The dfdl:contentLength function is defined in terms of the SimpleContent or ComplexContent regions of the grammar.
Let's just look at Simple types for a sec.
We do not specify what the dfdl:contentLength is for an element of SimpleType which has the SimpleLiteralNilElementRep or SimpleEmptyElementRep.
I suggest the value should be zero for SimpleEmptyElementRep. When parsing, an empty element by definition has no content. The fact that a default value might be inserted because of the empty representation should not change the fact that there was no content. When unparsing, SimpleEmptyElementRep can occur if an empty string is the value of a string-valued element, or an empty byte array is the value of a hexBinary element. The grammar is just stipulating the different treatment of initiator/terminator for these special cases of empty things. The content is length zero.

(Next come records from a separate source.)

//! Titan upload parameters.
//!
//! A Titan request line carries its parameters after the path as
//! semicolon-delimited `key=value` pairs:
//!
//! ```text
//! titan://example.org/notes/today.gmi;size=128;mime=text/plain;token=s3cret
//! ```
//!
//! Parsing is a pure function of the buffered line; it never touches the
//! connection.

use std::fmt;

use thiserror::Error;
use url::Url;

use crate::status::{Status, DEFAULT_MIME};

/// Errors produced by the Titan parameter parser.
#[derive(Debug, Error)]
pub enum TitanParamError {
    /// No `size` parameter was supplied.
    #[error("missing size parameter")]
    MissingSize,

    /// `size` is not a base-10 integer.
    #[error("size is not an integer: {0:?}")]
    InvalidSize(String),

    /// `size` is zero or negative.
    #[error("size must be positive, got {0}")]
    NonPositiveSize(i64),

    /// `size` is above the server's upload limit.
    #[error("size {size} exceeds the upload limit of {max} bytes")]
    TooLarge { size: u64, max: u64 },

    /// The part before the first `;` is not a URL.
    #[error("invalid titan URL: {0}")]
    InvalidUrl(#[from] url::ParseError),
}

impl TitanParamError {
    pub fn status(&self) -> Status {
        match self {
            TitanParamError::InvalidUrl(_) => Status::BadRequest,
            _ => Status::PermanentFailure,
        }
    }

    pub fn meta(&self) -> &'static str {
        match self {
            TitanParamError::InvalidUrl(_) => "Malformed request.",
            TitanParamError::TooLarge { .. } => "Upload too large.",
            _ => "Size must be greater than 0 bytes.",
        }
    }
}

/// Upload parameters declared by a Titan request.
#[derive(Debug, Clone, PartialEq, Eq)]
pub struct TitanParams {
    /// Exact number of body bytes that follow the request line.
    pub size: u64,
    /// MIME type of the body. Defaults to [`DEFAULT_MIME`].
    pub mime: String,
    /// Optional upload token.
    pub token: Option<String>,
}

impl TitanParams {
    /// Parameters for a body of `size` bytes with the default MIME type and no token.
    pub fn new(size: u64) -> Self {
        Self {
            size,
            mime: DEFAULT_MIME.to_owned(),
            token: None,
        }
    }

    /// Check the declared size against an upload limit of `max` bytes.
    ///
    /// # Errors
    ///
    /// Returns [`TitanParamError::TooLarge`] if `size` exceeds `max`.
    pub fn ensure_within(&self, max: u64) -> Result<(), TitanParamError> {
        if self.size > max {
            return Err(TitanParamError::TooLarge {
                size: self.size,
                max,
            });
        }
        Ok(())
    }
}

/// Renders the `;key=value` suffix appended to a Titan URL.
impl fmt::Display for TitanParams {
    fn fmt(&self, f: &mut fmt::Formatter<'_>) -> fmt::Result {
        write!(f, ";size={};mime={}", self.size, self.mime)?;
        if let Some(token) = &self.token {
            write!(f, ";token={token}")?;
        }
        Ok(())
    }
}

/// A parsed Titan request line: the base URL and its parameters.
#[derive(Debug, Clone)]
pub struct TitanTarget {
    /// The URL with all parameters removed.
    pub url: Url,
    pub params: TitanParams,
}

impl TitanTarget {
    /// Parse a raw Titan request line.
    ///
    /// The first `;`-separated segment is the base URL; every later segment is
    /// split once on `=`. `size`, `mime` and `token` are recognised, anything
    /// else is ignored. A query string trailing the last parameter
    /// (`…;size=3?q`) is moved back onto the base URL.
    ///
    /// # Errors
    ///
    /// Returns a [`TitanParamError`] if the base URL does not parse or `size`
    /// is missing, not an integer, or not positive.
    pub fn parse(line: &str) -> Result<Self, TitanParamError> {
        let mut segments = line.split(';');
        let base = segments.next().unwrap_or_default();
        let raw_params: Vec<&str> = segments.collect();

        let mut size = None;
        let mut mime = None;
        let mut token = None;
        let mut query = None;

        for (i, segment) in raw_params.iter().enumerate() {
            let mut segment = *segment;
            if i + 1 == raw_params.len() {
                if let Some((param, q)) = segment.split_once('?') {
                    segment = param;
                    query = Some(q);
                }
            }
            let Some((key, value)) = segment.split_once('=') else {
                continue;
            };
            match key {
                "size" => size = Some(value),
                "mime" => mime = Some(value),
                "token" => token = Some(value),
                _ => {}
            }
        }

        let url = match query {
            Some(q) => Url::parse(&format!("{base}?{q}"))?,
            None => Url::parse(base)?,
        };

        let size = parse_size(size)?;
        let mime = mime
            .filter(|m| !m.is_empty())
            .unwrap_or(DEFAULT_MIME)
            .to_owned();
        let token = token.filter(|t| !t.is_empty()).map(str::to_owned);

        Ok(Self {
            url,
            params: TitanParams { size, mime, token },
        })
    }
}

fn parse_size(raw: Option<&str>) -> Result<u64, TitanParamError> {
    let raw = raw.ok_or(TitanParamError::MissingSize)?;
    let n: i64 = raw
        .parse()
        .map_err(|_| TitanParamError::InvalidSize(raw.to_owned()))?;
    if n <= 0 {
        return Err(TitanParamError::NonPositiveSize(n));
    }
    Ok(n as u64)
}

#[cfg(test)]
mod tests {
    use super::*;

    #[test]
    fn parses_all_parameters() {
        let t = TitanTarget::parse("titan://host/path;size=128;mime=text/plain;token=abc").unwrap();
        assert_eq!(t.url.as_str(), "titan://host/path");
        assert_eq!(t.params.size, 128);
        assert_eq!(t.params.mime, "text/plain");
        assert_eq!(t.params.token.as_deref(), Some("abc"));
    }

    #[test]
    fn mime_and_token_defaults() {
        let t = TitanTarget::parse("titan://host/path;size=5").unwrap();
        assert_eq!(t.params.mime, DEFAULT_MIME);
        assert_eq!(t.params.token, None);
    }

    #[test]
    fn unknown_keys_and_bare_segments_are_ignored() {
        let t = TitanTarget::parse("titan://host/p;colour=red;flag;size=7").unwrap();
        assert_eq!(t.params, TitanParams::new(7));
    }

    #[test]
    fn size_failures_are_distinct() {
        assert!(matches!(
            TitanTarget::parse("titan://host/p"),
            Err(TitanParamError::MissingSize)
        ));
        assert!(matches!(
            TitanTarget::parse("titan://host/p;size=lots"),
            Err(TitanParamError::InvalidSize(s)) if s == "lots"
        ));
        assert!(matches!(
            TitanTarget::parse("titan://host/p;size=0"),
            Err(TitanParamError::NonPositiveSize(0))
        ));
        assert!(matches!(
            TitanTarget::parse("titan://host/p;size=-4"),
            Err(TitanParamError::NonPositiveSize(-4))
        ));
    }

    #[test]
    fn upload_limit() {
        let t = TitanTarget::parse("titan://host/p;size=9223372036854775807").unwrap();
        let err = t.params.ensure_within(1024).unwrap_err();
        assert!(matches!(
            err,
            TitanParamError::TooLarge {
                size: 9223372036854775807,
                max: 1024
            }
        ));
        assert_eq!(err.status(), Status::PermanentFailure);
        assert_eq!(err.meta(), "Upload too large.");

        assert!(TitanParams::new(1024).ensure_within(1024).is_ok());
        assert!(TitanParams::new(1025).ensure_within(1024).is_err());
    }

    #[test]
    fn query_after_parameters_returns_to_url() {
        let t = TitanTarget::parse("titan://host/new;size=3?notes.gmi").unwrap();
        assert_eq!(t.url.query(), Some("notes.gmi"));
        assert_eq!(t.url.path(), "/new");
        assert_eq!(t.params.size, 3);
    }

    #[test]
    fn query_before_parameters_stays_on_url() {
        let t = TitanTarget::parse("titan://host/new?notes.gmi;size=3").unwrap();
        assert_eq!(t.url.query(), Some("notes.gmi"));
        assert_eq!(t.params.size, 3);
    }

    #[test]
    fn value_is_split_once() {
        let t = TitanTarget::parse("titan://host/p;size=1;token=a=b").unwrap();
        assert_eq!(t.params.token.as_deref(), Some("a=b"));
    }

    #[test]
    fn display_round_trips() {
        let cases = [
            TitanParams::new(1),
            TitanParams {
                size: 4096,
                mime: "image/png".into(),
                token: Some("hunter2".into()),
            },
        ];
        for params in cases {
            let line = format!("titan://host/upload{params}");
            let parsed = TitanTarget::parse(&line).unwrap();
            assert_eq!(parsed.params, params);
        }
    }

    #[test]
    fn bad_base_url() {
        let err = TitanTarget::parse("not a url;size=3").unwrap_err();
        assert_eq!(err.status(), Status::BadRequest);
    }
}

But consider the round-trip scenario. We parse data to the infoset. During parsing the dfdl:contentLength of an element having SimpleEmptyElementRep is zero. A default value is inserted. Now we unparse this same infoset. The default value's representation very well may be SimpleNormalRep, with non-zero dfdl:contentLength.
I claim this is ok. This is just another case where some data formats don't round trip unchanged. It does add an implementation headache, which is if the contentLength is cached on the infoset item, you need separate cache locations to be used when parsing and when unparsing.
For SimpleLiteralNilElementRep, it should be the length of the NilLiteralCharacters or NilElementLiteralContent regions. (Note: there's the word "Content" implying that we think of the nil literal representation as content. ) This applies to both parsing and unparsing.
For elements of complex type, I think for both ComplexLiteralNilElementRep and ComplexEmptyElementRep, the dfdl:contentLength should be zero when parsing. When unparsing, again a complex default may be created (because default values for interior elements of the complex type might be filled in as part of the augmented infoset.) and the dfdl:contentLength might not be zero if these default values have non-zero content length. Again I think this is ok.
For dfdl:contentLength, we should clarify that the length should also include the contributions of any escape characters, escape-escape characters, and escapeBlockStart/End characters. (This is implied, because such characters are in the "value" regions of simple types, and value regions are always contained in the content region, but I think the clarification is still helpful.
Similarly we need to clarify what dfdl:valueLength does.
For SimpleEmptyElementRep the dfdl:valueLength should be zero.
For SimpleLiteralNilElementRep, the dfdl:valueLength should be zero, because a nilled element has no value.
The corner case of SimpleLiteralNilElementRep for a nillable simple element of type xs:string - since a literal nil representation and a string value are ambiguous, should be handled by calling dfdl:contentLength instead of dfdl:valueLength. So a nillable string element with literal nil nilValue="nil", should have dfdl:valueLength of zero, but dfdl:contentLength (in characters) of 3. Same element but not nilled, containing the string "nil" as its value, would have dfdl:valueLength of 3 (characters), and dfdl:contentLength of 3 (characters).
For complex type elements, dfdl:valueLength is already defined to be the same as dfdl:contentLength.